Incrédulo ante la terrible fortuna de aquel día, el Doctor vio llegar a la capilla al niño lívido, cargado por los mismos dos fortachones que minutos atrás lo trajeran a él.
– ¿Y que carajo te pasó a ti, mocoso? – preguntó el Doctor, tembloroso y ya hinchado.
– Que me trabó er bichu tambié’ – respondió Pablo, desfalleciente.
Poco después apareció el titilar de la luz de la avioneta, astro fugaz en el cielo estrellado. El aparato se deslizó sobre el llano dando saltos de potro arisco a lo largo del pasillo de fogatas.
El triste gesto del enfermero cuando entró en la capilla, le indicó al Doctor la gravedad de su estado. Había pasado ya casi una hora desde la picadura, y el veneno había golpeado con fuerza. Puesto al tanto de la conjunción desastrosa, el enfermero llenó una jeringa y, buscándole la vena al Doctor, le susurró en el oído:
– Éste es el único frasco de suero que teníamos en el hospital, Doctor. El invierno ha sido terrible. Se lo pongo enseguida...
– No, Lucio – ordenó Gonzalo Zayas al enfermero, con voz queda –. Pónselo al niño.

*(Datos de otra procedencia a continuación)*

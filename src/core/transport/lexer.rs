//! Turns a raw schema into a token tree.
//!
//! Named types get their fully-qualified name here: a `name` containing a dot
//! is already qualified, otherwise the type's own `namespace` applies, falling
//! back to the namespace of the enclosing named type. References keep the
//! enclosing namespace so they can be resolved once every definition in the
//! schema is known.

use serde_json::{Map, Value};

use super::schema::{classify, Classification};
use crate::error::{Error, ErrorCode, Result};

#[derive(Debug, Clone, Copy, PartialEq, Eq)]
pub enum Primitive {
    Null,
    Boolean,
    Int,
    Long,
    Float,
    Double,
    Bytes,
    String,
}

impl Primitive {
    pub fn from_name(name: &str) -> Option<Self> {
        Some(match name {
            "null" => Primitive::Null,
            "boolean" => Primitive::Boolean,
            "int" => Primitive::Int,
            "long" => Primitive::Long,
            "float" => Primitive::Float,
            "double" => Primitive::Double,
            "bytes" => Primitive::Bytes,
            "string" => Primitive::String,
            _ => return None,
        })
    }

    pub fn as_str(&self) -> &'static str {
        match self {
            Primitive::Null => "null",
            Primitive::Boolean => "boolean",
            Primitive::Int => "int",
            Primitive::Long => "long",
            Primitive::Float => "float",
            Primitive::Double => "double",
            Primitive::Bytes => "bytes",
            Primitive::String => "string",
        }
    }
}

#[derive(Debug, Clone, PartialEq, Eq)]
pub struct Name {
    pub name: String,
    pub namespace: Option<String>,
    pub qualified: String,
}

#[derive(Debug, Clone, PartialEq, Eq)]
pub struct Reference {
    pub name: String,
    /// Namespace of the enclosing named type at the point of reference.
    pub namespace: Option<String>,
}

impl Reference {
    /// Qualified names this reference may denote, most specific first.
    pub fn candidates(&self) -> Vec<String> {
        match &self.namespace {
            Some(ns) if !self.name.contains('.') => {
                vec![format!("{}.{}", ns, self.name), self.name.clone()]
            }
            _ => vec![self.name.clone()],
        }
    }
}

#[derive(Debug, Clone, PartialEq)]
pub struct Field {
    pub name: String,
    pub token: Token,
}

#[derive(Debug, Clone, PartialEq)]
pub struct Record {
    pub name: Name,
    pub fields: Vec<Field>,
}

#[derive(Debug, Clone, PartialEq)]
pub struct Enum {
    pub name: Name,
    pub symbols: Vec<String>,
}

#[derive(Debug, Clone, PartialEq)]
pub enum Token {
    Primitive(Primitive),
    Reference(Reference),
    Record(Record),
    Enum(Enum),
    Array(Box<Token>),
    Map(Box<Token>),
    Union(Vec<Token>),
    /// Kept only so the type mapper can reject it with the raw definition.
    Fixed(Value),
}

/// Lex a top-level schema.
pub fn lex(schema: &Value) -> Result<Token> {
    lex_node(schema, None)
}

fn lex_node(node: &Value, enclosing: Option<&str>) -> Result<Token> {
    let classified = classify(node)?;
    let payload = classified.payload;

    match classified.classification {
        Classification::Simple => {
            let name = payload.as_str().unwrap_or_default();
            Primitive::from_name(name)
                .map(Token::Primitive)
                .ok_or_else(|| Error::schema_classification(node))
        }
        Classification::Reference => Ok(Token::Reference(Reference {
            name: payload.as_str().unwrap_or_default().to_string(),
            namespace: enclosing.map(str::to_string),
        })),
        Classification::Nested => lex_node(payload, enclosing),
        Classification::Union => {
            let members = payload.as_array().map(Vec::as_slice).unwrap_or_default();
            members
                .iter()
                .map(|member| lex_node(member, enclosing))
                .collect::<Result<Vec<_>>>()
                .map(Token::Union)
        }
        Classification::Complex => lex_complex(payload, enclosing),
    }
}

fn lex_complex(node: &Value, enclosing: Option<&str>) -> Result<Token> {
    let Some(map) = node.as_object() else {
        return Err(Error::schema_classification(node));
    };
    let kind = map.get("type").and_then(Value::as_str).unwrap_or_default();

    match kind {
        "record" => lex_record(node, map, enclosing),
        "enum" => lex_enum(node, map, enclosing),
        "array" => {
            let items = child(node, map, "items")?;
            Ok(Token::Array(Box::new(lex_node(items, enclosing)?)))
        }
        "map" => {
            let values = child(node, map, "values")?;
            Ok(Token::Map(Box::new(lex_node(values, enclosing)?)))
        }
        "fixed" => Ok(Token::Fixed(node.clone())),
        _ => Err(Error::schema_classification(node)),
    }
}

fn child<'a>(node: &Value, map: &'a Map<String, Value>, key: &str) -> Result<&'a Value> {
    map.get(key).ok_or_else(|| {
        Error::schema(
            ErrorCode::SchemaClassification,
            format!("Type must define '{}': {}", key, node),
            None,
            Some(node),
        )
    })
}

fn lex_name(node: &Value, map: &Map<String, Value>, enclosing: Option<&str>) -> Result<Name> {
    let name = map
        .get("name")
        .and_then(Value::as_str)
        .filter(|n| !n.is_empty())
        .ok_or_else(|| {
            Error::schema(
                ErrorCode::SchemaMissingName,
                "'record' and 'enum' type objects must have a name.",
                None,
                Some(node),
            )
        })?;

    if let Some((namespace, short)) = name.rsplit_once('.') {
        return Ok(Name {
            name: short.to_string(),
            namespace: Some(namespace.to_string()).filter(|ns| !ns.is_empty()),
            qualified: name.to_string(),
        });
    }

    let namespace = map
        .get("namespace")
        .and_then(Value::as_str)
        .filter(|ns| !ns.is_empty())
        .or(enclosing)
        .map(str::to_string);

    let qualified = match &namespace {
        Some(ns) => format!("{}.{}", ns, name),
        None => name.to_string(),
    };

    Ok(Name {
        name: name.to_string(),
        namespace,
        qualified,
    })
}

fn lex_record(node: &Value, map: &Map<String, Value>, enclosing: Option<&str>) -> Result<Token> {
    let name = lex_name(node, map, enclosing)?;

    let Some(raw_fields) = map.get("fields").and_then(Value::as_array) else {
        return Err(Error::schema(
            ErrorCode::SchemaMissingFields,
            format!("Record: {} must contain 'fields'.", name.qualified),
            Some(name.qualified.clone()),
            Some(node),
        ));
    };

    let scope = name.namespace.as_deref();
    let mut fields = Vec::with_capacity(raw_fields.len());
    for raw in raw_fields {
        let field_name = raw
            .get("name")
            .and_then(Value::as_str)
            .filter(|n| !n.is_empty())
            .ok_or_else(|| {
                Error::schema(
                    ErrorCode::SchemaMissingName,
                    format!("Fields of record {} must have a name: {}", name.qualified, raw),
                    Some(name.qualified.clone()),
                    Some(raw),
                )
            })?;
        let field_type = raw
            .get("type")
            .ok_or_else(|| Error::schema_classification(raw))?;

        fields.push(Field {
            name: field_name.to_string(),
            token: lex_node(field_type, scope)?,
        });
    }

    Ok(Token::Record(Record { name, fields }))
}

fn lex_enum(node: &Value, map: &Map<String, Value>, enclosing: Option<&str>) -> Result<Token> {
    let name = lex_name(node, map, enclosing)?;

    let raw_symbols = map
        .get("symbols")
        .and_then(Value::as_array)
        .filter(|s| !s.is_empty())
        .ok_or_else(|| {
            Error::schema(
                ErrorCode::SchemaMissingSymbols,
                format!("Enum: {} must contain non-empty 'symbols'.", name.qualified),
                Some(name.qualified.clone()),
                Some(node),
            )
        })?;

    let mut symbols = Vec::with_capacity(raw_symbols.len());
    for symbol in raw_symbols {
        match symbol.as_str().filter(|s| !s.is_empty()) {
            Some(s) => symbols.push(s.to_string()),
            None => {
                return Err(Error::schema(
                    ErrorCode::SchemaMissingSymbols,
                    format!("Enum symbols must be non-empty strings: {}", node),
                    Some(name.qualified.clone()),
                    Some(node),
                ))
            }
        }
    }

    Ok(Token::Enum(Enum { name, symbols }))
}

#[cfg(test)]
mod tests {
    use super::*;
    use serde_json::json;

    fn record(token: Token) -> Record {
        match token {
            Token::Record(r) => r,
            other => panic!("expected record, got {:?}", other),
        }
    }

    #[test]
    fn record_fields_become_tokens() {
        let token = lex(&json!({
            "type": "record",
            "name": "Foo",
            "namespace": "ns",
            "fields": [
                { "name": "bar", "type": "int" },
                { "name": "tags", "type": { "type": "array", "items": "string" } },
                { "name": "maybe", "type": ["null", "long"] }
            ]
        }))
        .unwrap();

        let rec = record(token);
        assert_eq!(rec.name.qualified, "ns.Foo");
        assert_eq!(rec.fields[0].token, Token::Primitive(Primitive::Int));
        assert_eq!(
            rec.fields[1].token,
            Token::Array(Box::new(Token::Primitive(Primitive::String)))
        );
        assert_eq!(
            rec.fields[2].token,
            Token::Union(vec![
                Token::Primitive(Primitive::Null),
                Token::Primitive(Primitive::Long)
            ])
        );
    }

    #[test]
    fn nested_types_inherit_enclosing_namespace() {
        let rec = record(
            lex(&json!({
                "type": "record",
                "name": "Outer",
                "namespace": "com.example",
                "fields": [
                    { "name": "inner", "type": { "type": "record", "name": "Inner", "fields": [] } },
                    { "name": "other", "type": { "type": "enum", "name": "Color", "namespace": "paint", "symbols": ["RED"] } },
                    { "name": "again", "type": "Inner" }
                ]
            }))
            .unwrap(),
        );

        match &rec.fields[0].token {
            Token::Record(inner) => assert_eq!(inner.name.qualified, "com.example.Inner"),
            other => panic!("unexpected {:?}", other),
        }
        match &rec.fields[1].token {
            Token::Enum(e) => assert_eq!(e.name.qualified, "paint.Color"),
            other => panic!("unexpected {:?}", other),
        }
        match &rec.fields[2].token {
            Token::Reference(r) => assert_eq!(
                r.candidates(),
                vec!["com.example.Inner".to_string(), "Inner".to_string()]
            ),
            other => panic!("unexpected {:?}", other),
        }
    }

    #[test]
    fn dotted_name_carries_its_own_namespace() {
        let rec = record(
            lex(&json!({
                "type": "record",
                "name": "com.example.Foo",
                "namespace": "ignored",
                "fields": []
            }))
            .unwrap(),
        );
        assert_eq!(rec.name.qualified, "com.example.Foo");
        assert_eq!(rec.name.namespace.as_deref(), Some("com.example"));
        assert_eq!(rec.name.name, "Foo");
    }

    #[test]
    fn unnamed_record_fails() {
        let err = lex(&json!({ "type": "record", "fields": [] })).unwrap_err();
        assert_eq!(err.code, ErrorCode::SchemaMissingName);
        assert_eq!(err.message, "'record' and 'enum' type objects must have a name.");
    }

    #[test]
    fn record_without_fields_fails() {
        let err = lex(&json!({ "type": "record", "name": "Foo" })).unwrap_err();
        assert_eq!(err.code, ErrorCode::SchemaMissingFields);
        assert!(err.message.contains("Foo"));
    }

    #[test]
    fn enum_without_symbols_names_the_enum() {
        let err = lex(&json!({ "type": "enum", "name": "Color" })).unwrap_err();
        assert_eq!(err.code, ErrorCode::SchemaMissingSymbols);
        assert!(err.message.contains("Color"));

        let err = lex(&json!({ "type": "enum", "name": "Color", "symbols": [] })).unwrap_err();
        assert_eq!(err.code, ErrorCode::SchemaMissingSymbols);
    }

    #[test]
    fn enum_symbols_must_be_non_empty_strings() {
        for symbols in [json!(["A", ""]), json!(["A", 1])] {
            let err = lex(&json!({ "type": "enum", "name": "E", "symbols": symbols })).unwrap_err();
            assert!(err.message.starts_with("Enum symbols must be non-empty strings"));
        }
    }

    #[test]
    fn field_without_type_is_a_classification_error() {
        let err = lex(&json!({ "type": "record", "name": "R", "fields": [{ "name": "x" }] }))
            .unwrap_err();
        assert_eq!(err.code, ErrorCode::SchemaClassification);
    }

    #[test]
    fn array_requires_items() {
        let err = lex(&json!({ "type": "array" })).unwrap_err();
        assert_eq!(err.code, ErrorCode::SchemaClassification);
        assert!(err.message.contains("items"));
    }

    #[test]
    fn fixed_is_kept_for_the_mapper() {
        let raw = json!({ "type": "fixed", "name": "Md5", "size": 16 });
        assert_eq!(lex(&raw).unwrap(), Token::Fixed(raw));
    }
}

Si Pablo lo hubiera entendido, habría rechazado aquel sacrificio, pero apenas si tenía ya sentido. El efecto del veneno es más feroz en el cuerpo chico de un niño. Cuando mi hermano despertó, horas después, el Doctor ya había muerto. «Que no sirvió el suero que le pusieron», le mintieron al principio. Pero días después le dijeron la verdad, entregándole una nota, manuscrita por el enfermero, dictada por el Doctor Zayas en el lecho de muerte.
«Serás un buen médico algún día, mi fiel amigo», decía el papel, en palabras hoy algo borradas por las lágrimas del muchacho. «Yo he pagado ya mi deuda. Ahora debes tú tomar esta cruz y ser el guardián de la salud de tus hermanos. En este altar inmolarás tus noches. La soledad y el estudio serán tu pan diario; la mente y el pulso firme, tus herramientas de cirujano. Salva muchas vidas, Pablito, aunque te cueste la tuya. Entrégate por amor a tus hermanos en servicio y ayuda, para el bienestar común. Todos los demás afanes son vanidades humanas».
No sólo le dejó la inspiración, sino también los recursos para completar su sueño. Esa nota tiene en el consultorio de mi hermano un sitio más prominente que su diploma de médico de la Universidad de Boloña. Él anda peregrinando en las montañas, sirviendo con su ciencia, como lo hizo su precursor, a los que no tienen nada en esta vida.
Gonzalo Zayas murió hinchado, consumido por el dolor, mientras Pablo a su lado sanaba dormido. Mi hermano me confesaría años después que en su delirio lo vio venir – como un ángel que desciende desde un abismo invertido – a sacarlo, con su mano, de la oscuridad.